It’s the silence of confusion.
Cyber risk leaders come armed with complex charts, provide details of “blocking millions of packets,” and “vulnerability scan coverage,” and “thousands of phishing emails blocked.” Board members listen, nod and maybe ask the one question that never gets answered: “So, are we secure? And if we’re not, how much is this going to cost us?”
The routine of reporting technical metrics to the governance body responsible for fiduciary oversight and risk management is a dangerous holdover of the past. The language of the board is not bits and bytes, it’s dollars and disruption.
That’s why we must pivot to risk-informed reporting that aligns with the board’s fiduciary duties. This shift is not a “should,” it’s a “shall.” This is a mandatory move toward mature cyber risk management, driven by relentless cyber threats, glaring client demands and increasing legal and regulatory pressures.

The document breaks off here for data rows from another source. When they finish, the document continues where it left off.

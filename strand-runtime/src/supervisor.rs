//! Supervisors
//!
//! A [`Supervisor`] observes fiber lifecycle events: start, end, suspension
//! and resumption. Supervisors are stateful and expose a snapshot of that
//! state through [`Supervisor::value`].
//!
//! # Design
//!
//! - The active supervisor is the `current_supervisor` fiber ref, so it is
//!   inherited by forked fibers. [`Effect::supervised`](crate::Effect::supervised)
//!   adds a supervisor for the fibers forked inside one effect.
//! - Hooks are synchronous and fire-and-forget. A panicking hook is caught
//!   and logged; it never fails the fiber it observes.
//! - Supervisors compose with [`Supervisor::zip`] and [`Supervisor::map`].
//!
//! # Example
//!
//! ```rust,ignore
//! use strand_runtime::{Effect, supervisor::LifecycleCounter};
//!
//! let counter = LifecycleCounter::new();
//! let program = Effect::supervised(counter.clone(), Effect::<()>::unit().fork());
//! // after running: counter.value().started == 1
//! ```

use std::collections::HashMap;
use std::fmt;
use std::panic::{catch_unwind, AssertUnwindSafe};
use std::sync::atomic::{AtomicU64, Ordering};
use std::sync::Arc;

use parking_lot::Mutex;

use crate::cause::Defect;
use crate::fiber::{FiberId, RuntimeFiber};
use crate::value::ErasedExit;

/// Observer of fiber lifecycle events.
pub trait Supervisor: Send + Sync + 'static {
    /// Snapshot type.
    type Value;

    /// The current snapshot.
    fn value(&self) -> Self::Value;

    /// A fiber was started. `parent` is `None` for root fibers.
    fn on_start(&self, fiber: &RuntimeFiber, parent: Option<FiberId>) {
        let _ = (fiber, parent);
    }

    /// A fiber finished with `exit`.
    fn on_end(&self, fiber: FiberId, exit: &ErasedExit) {
        let _ = (fiber, exit);
    }

    /// A fiber suspended on an asynchronous callback.
    fn on_suspend(&self, fiber: FiberId) {
        let _ = fiber;
    }

    /// A suspended fiber resumed.
    fn on_resume(&self, fiber: FiberId) {
        let _ = fiber;
    }

    /// Notify both supervisors; the snapshot is the pair of snapshots.
    fn zip<S>(self, other: S) -> Zip<Self, S>
    where
        Self: Sized,
        S: Supervisor,
    {
        Zip {
            left: self,
            right: other,
        }
    }

    /// Transform the snapshot.
    fn map<B, F>(self, f: F) -> Map<Self, F>
    where
        Self: Sized,
        F: Fn(Self::Value) -> B + Send + Sync + 'static,
    {
        Map { inner: self, f }
    }
}

/// Object-safe view of a supervisor's hooks.
pub(crate) trait LifecycleHooks: Send + Sync {
    fn start(&self, fiber: &RuntimeFiber, parent: Option<FiberId>);
    fn end(&self, fiber: FiberId, exit: &ErasedExit);
    fn suspend(&self, fiber: FiberId);
    fn resume(&self, fiber: FiberId);
}

impl<S: Supervisor> LifecycleHooks for S {
    fn start(&self, fiber: &RuntimeFiber, parent: Option<FiberId>) {
        self.on_start(fiber, parent);
    }

    fn end(&self, fiber: FiberId, exit: &ErasedExit) {
        self.on_end(fiber, exit);
    }

    fn suspend(&self, fiber: FiberId) {
        self.on_suspend(fiber);
    }

    fn resume(&self, fiber: FiberId) {
        self.on_resume(fiber);
    }
}

/// Run a hook, containing any panic.
fn notify(event: &'static str, fiber: FiberId, hook: impl FnOnce()) {
    if let Err(payload) = catch_unwind(AssertUnwindSafe(hook)) {
        let defect = Defect::from_panic(payload);
        tracing::warn!(fiber = %fiber, event, panic = %defect, "supervisor hook panicked");
    }
}

/// Type-erased supervisor, as stored in the `current_supervisor` fiber ref.
#[derive(Clone, Default)]
pub struct SupervisorRef {
    hooks: Option<Arc<dyn LifecycleHooks>>,
}

impl SupervisorRef {
    /// The supervisor that observes nothing.
    pub fn none() -> Self {
        Self { hooks: None }
    }

    /// Erase a supervisor.
    pub fn new<S: Supervisor>(supervisor: S) -> Self {
        Self {
            hooks: Some(Arc::new(supervisor)),
        }
    }

    /// Check if this is the no-op supervisor.
    pub fn is_none(&self) -> bool {
        self.hooks.is_none()
    }

    /// Notify both supervisors.
    pub fn combine(&self, other: &SupervisorRef) -> SupervisorRef {
        match (&self.hooks, &other.hooks) {
            (None, _) => other.clone(),
            (_, None) => self.clone(),
            _ => SupervisorRef::new(Zip {
                left: self.clone(),
                right: other.clone(),
            }),
        }
    }

    pub(crate) fn notify_start(&self, fiber: &RuntimeFiber, parent: Option<FiberId>) {
        if let Some(hooks) = &self.hooks {
            notify("start", fiber.id(), || hooks.start(fiber, parent));
        }
    }

    pub(crate) fn notify_end(&self, fiber: FiberId, exit: &ErasedExit) {
        if let Some(hooks) = &self.hooks {
            notify("end", fiber, || hooks.end(fiber, exit));
        }
    }

    pub(crate) fn notify_suspend(&self, fiber: FiberId) {
        if let Some(hooks) = &self.hooks {
            notify("suspend", fiber, || hooks.suspend(fiber));
        }
    }

    pub(crate) fn notify_resume(&self, fiber: FiberId) {
        if let Some(hooks) = &self.hooks {
            notify("resume", fiber, || hooks.resume(fiber));
        }
    }
}

impl Supervisor for SupervisorRef {
    type Value = ();

    fn value(&self) {}

    fn on_start(&self, fiber: &RuntimeFiber, parent: Option<FiberId>) {
        if let Some(hooks) = &self.hooks {
            hooks.start(fiber, parent);
        }
    }

    fn on_end(&self, fiber: FiberId, exit: &ErasedExit) {
        if let Some(hooks) = &self.hooks {
            hooks.end(fiber, exit);
        }
    }

    fn on_suspend(&self, fiber: FiberId) {
        if let Some(hooks) = &self.hooks {
            hooks.suspend(fiber);
        }
    }

    fn on_resume(&self, fiber: FiberId) {
        if let Some(hooks) = &self.hooks {
            hooks.resume(fiber);
        }
    }
}

impl PartialEq for SupervisorRef {
    fn eq(&self, other: &Self) -> bool {
        match (&self.hooks, &other.hooks) {
            (None, None) => true,
            (Some(a), Some(b)) => Arc::ptr_eq(a, b),
            _ => false,
        }
    }
}

impl fmt::Debug for SupervisorRef {
    fn fmt(&self, f: &mut fmt::Formatter<'_>) -> fmt::Result {
        f.debug_struct("SupervisorRef")
            .field("none", &self.is_none())
            .finish()
    }
}

// ============================================================================
// Combinators
// ============================================================================

/// Two supervisors notified in order. See [`Supervisor::zip`].
#[derive(Debug, Clone)]
pub struct Zip<L, R> {
    left: L,
    right: R,
}

impl<L: Supervisor, R: Supervisor> Supervisor for Zip<L, R> {
    type Value = (L::Value, R::Value);

    fn value(&self) -> Self::Value {
        (self.left.value(), self.right.value())
    }

    // Contain each side on its own.
    fn on_start(&self, fiber: &RuntimeFiber, parent: Option<FiberId>) {
        notify("start", fiber.id(), || self.left.on_start(fiber, parent));
        notify("start", fiber.id(), || self.right.on_start(fiber, parent));
    }

    fn on_end(&self, fiber: FiberId, exit: &ErasedExit) {
        notify("end", fiber, || self.left.on_end(fiber, exit));
        notify("end", fiber, || self.right.on_end(fiber, exit));
    }

    fn on_suspend(&self, fiber: FiberId) {
        notify("suspend", fiber, || self.left.on_suspend(fiber));
        notify("suspend", fiber, || self.right.on_suspend(fiber));
    }

    fn on_resume(&self, fiber: FiberId) {
        notify("resume", fiber, || self.left.on_resume(fiber));
        notify("resume", fiber, || self.right.on_resume(fiber));
    }
}

/// A supervisor with a transformed snapshot. See [`Supervisor::map`].
#[derive(Clone)]
pub struct Map<S, F> {
    inner: S,
    f: F,
}

impl<S, F, B> Supervisor for Map<S, F>
where
    S: Supervisor,
    F: Fn(S::Value) -> B + Send + Sync + 'static,
{
    type Value = B;

    fn value(&self) -> B {
        (self.f)(self.inner.value())
    }

    fn on_start(&self, fiber: &RuntimeFiber, parent: Option<FiberId>) {
        self.inner.on_start(fiber, parent);
    }

    fn on_end(&self, fiber: FiberId, exit: &ErasedExit) {
        self.inner.on_end(fiber, exit);
    }

    fn on_suspend(&self, fiber: FiberId) {
        self.inner.on_suspend(fiber);
    }

    fn on_resume(&self, fiber: FiberId) {
        self.inner.on_resume(fiber);
    }
}

// ============================================================================
// Provided supervisors
// ============================================================================

/// Observes nothing.
#[derive(Debug, Clone, Copy, Default)]
pub struct NoSupervisor;

impl Supervisor for NoSupervisor {
    type Value = ();

    fn value(&self) {}
}

/// Tracks the fibers that are currently alive.
#[derive(Clone, Default)]
pub struct Track {
    fibers: Arc<Mutex<HashMap<FiberId, RuntimeFiber>>>,
}

impl Track {
    /// Create an empty tracker.
    pub fn new() -> Self {
        Self::default()
    }
}

impl Supervisor for Track {
    type Value = Vec<RuntimeFiber>;

    /// Live fibers, oldest first.
    fn value(&self) -> Vec<RuntimeFiber> {
        let mut fibers: Vec<_> = self.fibers.lock().values().cloned().collect();
        fibers.sort_by_key(|f| f.id());
        fibers
    }

    fn on_start(&self, fiber: &RuntimeFiber, _parent: Option<FiberId>) {
        self.fibers.lock().insert(fiber.id(), fiber.clone());
    }

    fn on_end(&self, fiber: FiberId, _exit: &ErasedExit) {
        self.fibers.lock().remove(&fiber);
    }
}

impl fmt::Debug for Track {
    fn fmt(&self, f: &mut fmt::Formatter<'_>) -> fmt::Result {
        f.debug_struct("Track")
            .field("live", &self.fibers.lock().len())
            .finish()
    }
}

/// Counts of lifecycle events seen by a [`LifecycleCounter`].
#[derive(Debug, Clone, Copy, PartialEq, Eq, Default)]
pub struct LifecycleCounts {
    /// Fibers started.
    pub started: u64,
    /// Fibers finished.
    pub ended: u64,
    /// Suspensions.
    pub suspended: u64,
    /// Resumptions after a suspension.
    pub resumed: u64,
}

#[derive(Debug, Default)]
struct Counters {
    started: AtomicU64,
    ended: AtomicU64,
    suspended: AtomicU64,
    resumed: AtomicU64,
}

/// Counts lifecycle events.
#[derive(Debug, Clone, Default)]
pub struct LifecycleCounter {
    counters: Arc<Counters>,
}

impl LifecycleCounter {
    /// Create a counter with every count at zero.
    pub fn new() -> Self {
        Self::default()
    }
}

impl Supervisor for LifecycleCounter {
    type Value = LifecycleCounts;

    fn value(&self) -> LifecycleCounts {
        LifecycleCounts {
            started: self.counters.started.load(Ordering::Acquire),
            ended: self.counters.ended.load(Ordering::Acquire),
            suspended: self.counters.suspended.load(Ordering::Acquire),
            resumed: self.counters.resumed.load(Ordering::Acquire),
        }
    }

    fn on_start(&self, _fiber: &RuntimeFiber, _parent: Option<FiberId>) {
        self.counters.started.fetch_add(1, Ordering::AcqRel);
    }

    fn on_end(&self, _fiber: FiberId, _exit: &ErasedExit) {
        self.counters.ended.fetch_add(1, Ordering::AcqRel);
    }

    fn on_suspend(&self, _fiber: FiberId) {
        self.counters.suspended.fetch_add(1, Ordering::AcqRel);
    }

    fn on_resume(&self, _fiber: FiberId) {
        self.counters.resumed.fetch_add(1, Ordering::AcqRel);
    }
}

For decades, security teams were incentivized to justify their existence by counting activities such as the number of phishing emails filtered and system patches deployed. While important tasks, they tell what the security team did but don’t articulate what risks have been mitigated or risks the organization is exposed to.
Today’s digitally dependent business requires metrics that are clear, value-driven and actionable for executives. The goal is to provide them with the quantified insights needed to allocate capital and direct risk strategy.
If a cybersecurity leader cannot translate a risk into a dollar amount, they are not speaking the board’s language.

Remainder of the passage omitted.